Publication Abstract from PubMed
Rational design of protein-protein interaction (PPI) inhibitors is challenging. Connecting a general supramolecular protein binder with a specific peptidic ligand provides a novel conceptual approach. Thus, lysine-specific molecular tweezers were conjugated to a peptide-based 14-3-3 ligand and produced a strong PPI inhibitor with 100-fold elevated protein affinity. X-ray crystal structure elucidation of this supramolecular directed assembly provides unique molecular insight into the binding mode and fully aligns with Molecular Dynamics (MD) simulations.
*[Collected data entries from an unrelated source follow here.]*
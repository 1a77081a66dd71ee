use std::path::Path;
use std::str::FromStr;
use std::sync::Arc;

use clap::{error::ErrorKind, CommandFactory, Parser};
use fyuse_tryon::{
    config::AppConfig,
    models::request::TryOnRequest,
    services::{
        analytics::AnalyticsClient,
        api::HttpJobApi,
        auth::{Claims, StaticToken, TokenProvider},
        store::{JobStore, MemoryJobStore, RedisJobStore},
        upload::{ImageKind, ImageUploader, UploadError},
    },
    workflow::{
        flow::{FlowConfig, FlowKind},
        presenter::{LogPresenter, Presentation},
        state::WorkflowState,
        JobWorkflow,
    },
};
use tokio_util::sync::CancellationToken;
use tracing_subscriber::EnvFilter;

/// Submit a virtual try-on and wait for the generated image.
#[derive(Debug, Parser)]
#[command(name = "fyuse-tryon", version)]
struct Cli {
    /// Photo of the person: an uploaded image URL or a local JPEG path
    #[arg(long, required_unless_present = "resume")]
    person_image: Option<String>,

    /// Photo of the garment: an uploaded image URL or a local JPEG path
    #[arg(long, required_unless_present = "resume")]
    garment_image: Option<String>,

    /// Requesting user; defaults to the e-mail claim of API_TOKEN
    #[arg(long, env = "USER_EMAIL")]
    user_email: Option<String>,

    /// fitting-room, direct-fitting or style-recommendation (overrides FLOW)
    #[arg(long, value_parser = parse_flow)]
    flow: Option<FlowKind>,

    /// Resume polling the job left behind by an interrupted run
    #[arg(long)]
    resume: bool,
}

fn parse_flow(raw: &str) -> Result<FlowKind, String> {
    FlowKind::from_str(raw).map_err(|_| format!("unknown flow '{raw}'"))
}

#[tokio::main]
async fn main() {
    // Initialize structured logging
    tracing_subscriber::fmt()
        .with_env_filter(
            EnvFilter::try_from_default_env().unwrap_or_else(|_| EnvFilter::new("info")),
        )
        .json()
        .init();

    let cli = Cli::parse();

    // Load configuration from environment
    let config = AppConfig::from_env().expect("Failed to load configuration from environment");

    let flow = FlowConfig::for_kind(cli.flow.unwrap_or(config.flow));
    tracing::info!(flow = %flow.kind, "Initializing fyuse-tryon");

    let auth: Arc<dyn TokenProvider> = Arc::new(StaticToken::new(config.api_token.clone()));

    let store: Arc<dyn JobStore> = match &config.redis_url {
        Some(url) => {
            tracing::info!("Connecting to Redis job store");
            let store = RedisJobStore::new(url, &flow.storage_key)
                .expect("Failed to initialize Redis job store");
            if let Err(e) = store.health_check().await {
                tracing::warn!(error = %e, "Redis job store unreachable");
            }
            Arc::new(store)
        }
        None => Arc::new(MemoryJobStore::new()),
    };

    let api = Arc::new(HttpJobApi::new(&config.api_base_url, flow.clone(), auth.clone()));
    let analytics = AnalyticsClient::new(config.analytics_url.clone(), auth.clone());

    let workflow = JobWorkflow::new(
        flow,
        api,
        store,
        config.poll_policy(),
        Arc::new(LogPresenter),
    )
    .with_analytics(analytics);

    // Ctrl-C behaves like leaving the page: abort and stop polling.
    let cancel = CancellationToken::new();
    let on_interrupt = cancel.clone();
    tokio::spawn(async move {
        if tokio::signal::ctrl_c().await.is_ok() {
            tracing::info!("Interrupted, cancelling");
            on_interrupt.cancel();
        }
    });

    let final_state = if cli.resume {
        match workflow.resume(&cancel).await {
            Some(state) => state,
            None => {
                tracing::info!("No interrupted job to resume");
                return;
            }
        }
    } else {
        let Some(user_email) = cli
            .user_email
            .clone()
            .or_else(|| email_from_token(config.api_token.as_deref()))
        else {
            Cli::command()
                .error(
                    ErrorKind::MissingRequiredArgument,
                    "no user e-mail: pass --user-email or use a token with an email claim",
                )
                .exit();
        };

        let uploader = ImageUploader::new(&config.api_base_url, auth.clone());
        let person = prepare_image(&uploader, ImageKind::Person, cli.person_image.as_deref(), &user_email).await;
        let garment = prepare_image(&uploader, ImageKind::Garment, cli.garment_image.as_deref(), &user_email).await;

        workflow
            .run(TryOnRequest::new(person, garment, user_email), &cancel)
            .await
    };

    let output = Presentation::for_state(&final_state)
        .map(serde_json::to_value)
        .unwrap_or_else(|| serde_json::to_value(&final_state));
    match output {
        Ok(json) => println!("{json:#}"),
        Err(e) => tracing::error!(error = %e, "Failed to render result"),
    }

    if !matches!(final_state, WorkflowState::Succeeded { .. }) {
        std::process::exit(1);
    }
}

fn email_from_token(token: Option<&str>) -> Option<String> {
    Claims::from_token(token?).ok()?.email
}

/// Resolve an image reference or exit with an error.
async fn prepare_image(
    uploader: &ImageUploader,
    kind: ImageKind,
    reference: Option<&str>,
    user_email: &str,
) -> String {
    match resolve_image(uploader, kind, reference, user_email).await {
        Ok(url) => url,
        Err(e) => {
            tracing::error!(?kind, error = %e, "Could not prepare image");
            std::process::exit(1);
        }
    }
}

/// URLs are used as given; anything else is read from disk and uploaded.
async fn resolve_image(
    uploader: &ImageUploader,
    kind: ImageKind,
    reference: Option<&str>,
    user_email: &str,
) -> Result<String, ImageInputError> {
    let reference = reference.ok_or(ImageInputError::Missing)?;
    if reference.starts_with("http://") || reference.starts_with("https://") {
        return Ok(reference.to_string());
    }

    let path = Path::new(reference);
    let bytes = std::fs::read(path).map_err(|source| ImageInputError::Read {
        path: reference.to_string(),
        source,
    })?;
    let file_name = path
        .file_name()
        .and_then(|n| n.to_str())
        .unwrap_or("photo.jpg");

    let url = uploader.upload(kind, file_name, &bytes, user_email).await?;
    tracing::info!(?kind, url = %url, "Image uploaded");
    Ok(url)
}

#[derive(Debug, thiserror::Error)]
enum ImageInputError {
    #[error("No image reference given")]
    Missing,

    #[error("Failed to read {path}: {source}")]
    Read {
        path: String,
        source: std::io::Error,
    },

    #[error(transparent)]
    Upload(#[from] UploadError),
}
//! Per-call-site parameters for the submit/poll workflow.
//!
//! The backend exposes several near-identical job endpoints that disagree
//! on field names (`taskId` vs `log_id`, `generatedImageUrl` vs
//! `styling_image_url`). A [`FlowConfig`] captures those differences so one
//! workflow implementation can drive all of them.

use serde::Deserialize;
use serde_json::Value;
use strum::{Display, EnumString};

use crate::models::job::{Job, JobId, JobStatus};

/// The try-on flows the product offers.
#[derive(Debug, Clone, Copy, Default, Deserialize, EnumString, Display, PartialEq, Eq)]
#[serde(rename_all = "kebab-case")]
#[strum(serialize_all = "kebab-case", ascii_case_insensitive)]
pub enum FlowKind {
    /// Upload two photos, try the garment on.
    #[default]
    FittingRoom,
    /// Try on a recommended product against the stored profile photo.
    DirectFitting,
    /// Styling recommendation rendered onto the user.
    StyleRecommendation,
}

#[derive(Debug, Clone)]
pub struct FlowConfig {
    pub kind: FlowKind,
    /// Job-creation endpoint path (POST).
    pub submit_path: String,
    /// Status endpoint path (GET).
    pub status_path: String,
    /// Query parameter carrying the job id on the status endpoint.
    pub status_query_param: String,
    /// Candidate job-id fields in the submission response, in priority order.
    pub job_id_fields: Vec<String>,
    /// Candidate result-image fields in the status response.
    pub result_url_fields: Vec<String>,
    /// Key the current job id is persisted under.
    pub storage_key: String,
    /// Plan lookup endpoint used for the client-side quota check.
    pub plan_path: Option<String>,
}

impl FlowConfig {
    pub fn for_kind(kind: FlowKind) -> Self {
        match kind {
            FlowKind::FittingRoom => Self::fitting_room(),
            FlowKind::DirectFitting => Self::direct_fitting(),
            FlowKind::StyleRecommendation => Self::style_recommendation(),
        }
    }

    pub fn fitting_room() -> Self {
        Self {
            kind: FlowKind::FittingRoom,
            submit_path: "/tryon-image".to_string(),
            status_path: "/process-tryon-result".to_string(),
            status_query_param: "taskId".to_string(),
            job_id_fields: strings(&["taskId", "task_id", "jobId"]),
            result_url_fields: strings(&["generatedImageUrl"]),
            storage_key: "taskId".to_string(),
            plan_path: None,
        }
    }

    pub fn direct_fitting() -> Self {
        Self {
            kind: FlowKind::DirectFitting,
            storage_key: "currentTaskId".to_string(),
            plan_path: Some("/userPlan".to_string()),
            ..Self::fitting_room()
        }
    }

    pub fn style_recommendation() -> Self {
        Self {
            kind: FlowKind::StyleRecommendation,
            submit_path: "/api/tryon".to_string(),
            status_path: "/api/tryon/status".to_string(),
            status_query_param: "log_id".to_string(),
            job_id_fields: strings(&["log_id", "task_id", "taskId"]),
            result_url_fields: strings(&["styling_image_url", "generatedImageUrl"]),
            storage_key: "currentLogId".to_string(),
            plan_path: None,
        }
    }

    pub fn name(&self) -> String {
        self.kind.to_string()
    }

    /// Pull the job id out of a submission response.
    pub fn extract_job_id(&self, body: &Value) -> Option<JobId> {
        first_string(body, &self.job_id_fields).map(JobId::new)
    }

    /// Map a status response onto a [`Job`] snapshot.
    ///
    /// A success without a result image is not terminal yet; the backend
    /// flips the status before the image has been copied to storage.
    pub fn parse_status(&self, job_id: &JobId, body: &Value) -> Job {
        let status = body
            .get("status")
            .and_then(Value::as_str)
            .map(JobStatus::from_wire)
            .unwrap_or(JobStatus::Pending);

        match status {
            JobStatus::Succeeded => match first_string(body, &self.result_url_fields) {
                Some(url) => Job::succeeded(job_id.clone(), url),
                None => {
                    tracing::debug!(job_id = %job_id, "Job succeeded without result image yet");
                    Job::pending(job_id.clone())
                }
            },
            JobStatus::Failed => {
                let message = first_string(body, &strings(&["errorMessage", "error"]));
                Job::failed(job_id.clone(), message)
            }
            JobStatus::Pending => Job::pending(job_id.clone()),
        }
    }
}

fn strings(values: &[&str]) -> Vec<String> {
    values.iter().map(|v| v.to_string()).collect()
}

/// First non-empty string (or number, for numeric ids) among `fields`.
fn first_string(body: &Value, fields: &[String]) -> Option<String> {
    fields.iter().find_map(|field| match body.get(field.as_str())? {
        Value::String(s) if !s.trim().is_empty() => Some(s.clone()),
        Value::Number(n) => Some(n.to_string()),
        _ => None,
    })
}

#[cfg(test)]
mod tests {
    use super::*;
    use serde_json::json;

    #[test]
    fn test_extract_task_id() {
        let flow = FlowConfig::fitting_room();
        let id = flow.extract_job_id(&json!({ "taskId": "abc123" }));
        assert_eq!(id, Some(JobId::new("abc123")));
    }

    #[test]
    fn test_extract_log_id() {
        let flow = FlowConfig::style_recommendation();
        let id = flow.extract_job_id(&json!({ "log_id": 42, "message": "ok" }));
        assert_eq!(id, Some(JobId::new("42")));
    }

    #[test]
    fn test_missing_job_id() {
        let flow = FlowConfig::fitting_room();
        assert_eq!(flow.extract_job_id(&json!({ "taskId": "" })), None);
        assert_eq!(flow.extract_job_id(&json!({ "message": "queued" })), None);
    }

    #[test]
    fn test_parse_success() {
        let flow = FlowConfig::fitting_room();
        let id = JobId::new("abc123");
        let job = flow.parse_status(
            &id,
            &json!({ "status": "succeed", "generatedImageUrl": "https://x/result.jpg" }),
        );
        assert_eq!(job.status, JobStatus::Succeeded);
        assert_eq!(job.result_url.as_deref(), Some("https://x/result.jpg"));
    }

    #[test]
    fn test_parse_success_uses_flow_field() {
        let flow = FlowConfig::style_recommendation();
        let id = JobId::new("7");
        let job = flow.parse_status(
            &id,
            &json!({ "status": "succeed", "styling_image_url": "https://x/s.jpg" }),
        );
        assert_eq!(job.result_url.as_deref(), Some("https://x/s.jpg"));
    }

    #[test]
    fn test_success_without_image_is_pending() {
        let flow = FlowConfig::fitting_room();
        let job = flow.parse_status(&JobId::new("a"), &json!({ "status": "succeed" }));
        assert_eq!(job.status, JobStatus::Pending);
        assert!(job.result_url.is_none());
    }

    #[test]
    fn test_parse_failure_message() {
        let flow = FlowConfig::fitting_room();
        let job = flow.parse_status(
            &JobId::new("a"),
            &json!({ "status": "failed", "errorMessage": "garment not detected" }),
        );
        assert_eq!(job.status, JobStatus::Failed);
        assert_eq!(job.error_message.as_deref(), Some("garment not detected"));
    }

    #[test]
    fn test_flow_kind_from_str() {
        use std::str::FromStr;
        assert_eq!(FlowKind::from_str("direct-fitting").unwrap(), FlowKind::DirectFitting);
        assert_eq!(FlowKind::StyleRecommendation.to_string(), "style-recommendation");
        assert_eq!(FlowConfig::direct_fitting().status_path, "/process-tryon-result");
    }
}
This new supramolecular chemical biology concept opens the path to novel chemical tools for studying PPIs.
Supramolecular Enhancement of a Natural 14-3-3 Protein Ligand.,Guillory X, Hadrovic I, de Vink PJ, Sowislok A, Brunsveld L, Schrader T, Ottmann C J Am Chem Soc. 2021 Sep 1;143(34):13495-13500. doi: 10.1021/jacs.1c07095. Epub , 2021 Aug 24. PMID:34427424[1]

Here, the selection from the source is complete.